[EXERCISE MATERIALS Boundary: Start]

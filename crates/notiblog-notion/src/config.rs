//! Client configuration and database schema names.

use std::fmt;

use notiblog_core::{Error, Result};
use serde::{Deserialize, Serialize};

/// Environment variable holding the integration token.
pub const TOKEN_ENV: &str = "NOTION_TOKEN";

/// Environment variable holding the posts database id.
pub const DATABASE_ID_ENV: &str = "NOTION_DATABASE_ID";

/// Environment variable overriding the API base URL.
pub const API_BASE_URL_ENV: &str = "NOTION_API_BASE_URL";

/// Largest page size the API accepts.
pub const MAX_PAGE_SIZE: u32 = 100;

/// Connection settings for the Notion API.
#[derive(Clone, Serialize, Deserialize)]
pub struct NotionConfig {
    /// Integration token sent as a bearer credential.
    #[serde(default)]
    pub token: String,

    /// Id of the database holding the posts.
    #[serde(default)]
    pub database_id: String,

    /// API root, without the `/v1` suffix.
    #[serde(default = "default_api_base_url")]
    pub api_base_url: String,

    /// Value of the `Notion-Version` header.
    #[serde(default = "default_notion_version")]
    pub notion_version: String,

    /// Records requested per query page (1–100).
    #[serde(default = "default_page_size")]
    pub page_size: u32,

    /// Retries after a rate-limited or failed request.
    #[serde(default = "default_max_retries")]
    pub max_retries: usize,

    /// First retry delay in milliseconds; later delays grow exponentially.
    #[serde(default = "default_retry_min_delay_ms")]
    pub retry_min_delay_ms: u64,
}

fn default_api_base_url() -> String {
    "https://api.notion.com".to_string()
}

fn default_notion_version() -> String {
    "2022-06-28".to_string()
}

fn default_page_size() -> u32 {
    MAX_PAGE_SIZE
}

fn default_max_retries() -> usize {
    3
}

fn default_retry_min_delay_ms() -> u64 {
    500
}

impl Default for NotionConfig {
    fn default() -> Self {
        Self {
            token: String::new(),
            database_id: String::new(),
            api_base_url: default_api_base_url(),
            notion_version: default_notion_version(),
            page_size: default_page_size(),
            max_retries: default_max_retries(),
            retry_min_delay_ms: default_retry_min_delay_ms(),
        }
    }
}

impl fmt::Debug for NotionConfig {
    fn fmt(&self, f: &mut fmt::Formatter<'_>) -> fmt::Result {
        f.debug_struct("NotionConfig")
            .field("token", &if self.token.is_empty() { "" } else { "***" })
            .field("database_id", &self.database_id)
            .field("api_base_url", &self.api_base_url)
            .field("notion_version", &self.notion_version)
            .field("page_size", &self.page_size)
            .field("max_retries", &self.max_retries)
            .field("retry_min_delay_ms", &self.retry_min_delay_ms)
            .finish()
    }
}

impl NotionConfig {
    /// Creates a config with the given credentials and default settings.
    pub fn new(token: impl Into<String>, database_id: impl Into<String>) -> Self {
        Self {
            token: token.into(),
            database_id: database_id.into(),
            ..Default::default()
        }
    }

    /// Builds a config from `NOTION_TOKEN`, `NOTION_DATABASE_ID` and the
    /// optional `NOTION_API_BASE_URL`.
    pub fn from_env() -> Result<Self> {
        let mut config = Self::default();
        config.apply_env_overrides();
        config.validate()?;
        Ok(config)
    }

    /// Replaces settings with any values present in the environment.
    pub fn apply_env_overrides(&mut self) {
        if let Some(token) = non_empty_env(TOKEN_ENV) {
            self.token = token;
        }
        if let Some(database_id) = non_empty_env(DATABASE_ID_ENV) {
            self.database_id = database_id;
        }
        if let Some(base_url) = non_empty_env(API_BASE_URL_ENV) {
            self.api_base_url = base_url;
        }
    }

    /// Checks that credentials are present and settings are in range.
    pub fn validate(&self) -> Result<()> {
        if self.token.trim().is_empty() {
            return Err(Error::config(format!(
                "Notion token is not set (config `notion.token` or {TOKEN_ENV})"
            )));
        }
        if self.database_id.trim().is_empty() {
            return Err(Error::config(format!(
                "Notion database id is not set (config `notion.database_id` or {DATABASE_ID_ENV})"
            )));
        }
        if self.page_size == 0 || self.page_size > MAX_PAGE_SIZE {
            return Err(Error::config(format!(
                "page_size must be between 1 and {MAX_PAGE_SIZE}, got {}",
                self.page_size
            )));
        }
        if !self.api_base_url.starts_with("http://") && !self.api_base_url.starts_with("https://")
        {
            return Err(Error::config(format!(
                "api_base_url must be an http(s) URL, got '{}'",
                self.api_base_url
            )));
        }
        Ok(())
    }

    /// Joins an API path onto the base URL.
    pub(crate) fn endpoint(&self, path: &str) -> String {
        format!("{}/v1/{path}", self.api_base_url.trim_end_matches('/'))
    }
}

fn non_empty_env(key: &str) -> Option<String> {
    std::env::var(key).ok().filter(|v| !v.trim().is_empty())
}

/// Property names of the posts database.
///
/// Defaults match the blog template: `Title`, `Description`, `Tags`,
/// `Author`, `Date`, `Modified Date`, `Slug`, and a `Status` select whose
/// published option is `Published`.
#[derive(Debug, Clone, PartialEq, Eq, Serialize, Deserialize)]
#[serde(default)]
pub struct PropertyNames {
    /// Title property (`title` type)
    pub title: String,
    /// Summary property (`rich_text` type)
    pub description: String,
    /// Tag property (`multi_select` type)
    pub tags: String,
    /// Author property (`people` type)
    pub author: String,
    /// Publish date property (`date` type)
    pub date: String,
    /// Modification date property (`date` type)
    pub modified_date: String,
    /// Slug property (`rich_text` type)
    pub slug: String,
    /// Status property (`select` type)
    pub status: String,
    /// Status option marking a post as published
    pub published: String,
}

impl Default for PropertyNames {
    fn default() -> Self {
        Self {
            title: "Title".to_string(),
            description: "Description".to_string(),
            tags: "Tags".to_string(),
            author: "Author".to_string(),
            date: "Date".to_string(),
            modified_date: "Modified Date".to_string(),
            slug: "Slug".to_string(),
            status: "Status".to_string(),
            published: "Published".to_string(),
        }
    }
}
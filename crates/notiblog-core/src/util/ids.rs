//! ID normalization utilities.
//!
//! Provides functions for deriving URL-friendly identifiers from display
//! labels. Used for tag filter ids and anywhere a stable, lowercase key is
//! needed for a human-entered string.

/// Normalize a label to a lowercase, hyphen-separated id.
///
/// Performs the following transformations:
/// 1. Converts to lowercase
/// 2. Replaces each run of whitespace with a single hyphen
///
/// Leading or trailing whitespace also becomes a hyphen; nothing else is
/// stripped, so punctuation and non-ASCII letters survive unchanged.
///
/// # Examples
///
/// ```
/// use notiblog_core::util::ids::normalize_id;
///
/// assert_eq!(normalize_id("Next JS"), "next-js");
/// assert_eq!(normalize_id("Mixed   Case"), "mixed-case");
/// assert_eq!(normalize_id("회고"), "회고");
/// assert_eq!(normalize_id("C++"), "c++");
/// ```
pub fn normalize_id(label: &str) -> String {
    let mut id = String::with_capacity(label.len());
    let mut in_whitespace = false;

    for c in label.chars() {
        if c.is_whitespace() {
            if !in_whitespace {
                id.push('-');
            }
            in_whitespace = true;
        } else {
            id.extend(c.to_lowercase());
            in_whitespace = false;
        }
    }

    id
}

[EXERCISE MATERIALS Boundary: End]

• **TASK DIRECTIONS**
Pull every line containing the word "posts" out of the entries above.

• **RESPONSE BOX**
/// Environment variable holding the posts database id.
    /// Id of the database holding the posts.
/// Property names of the posts database.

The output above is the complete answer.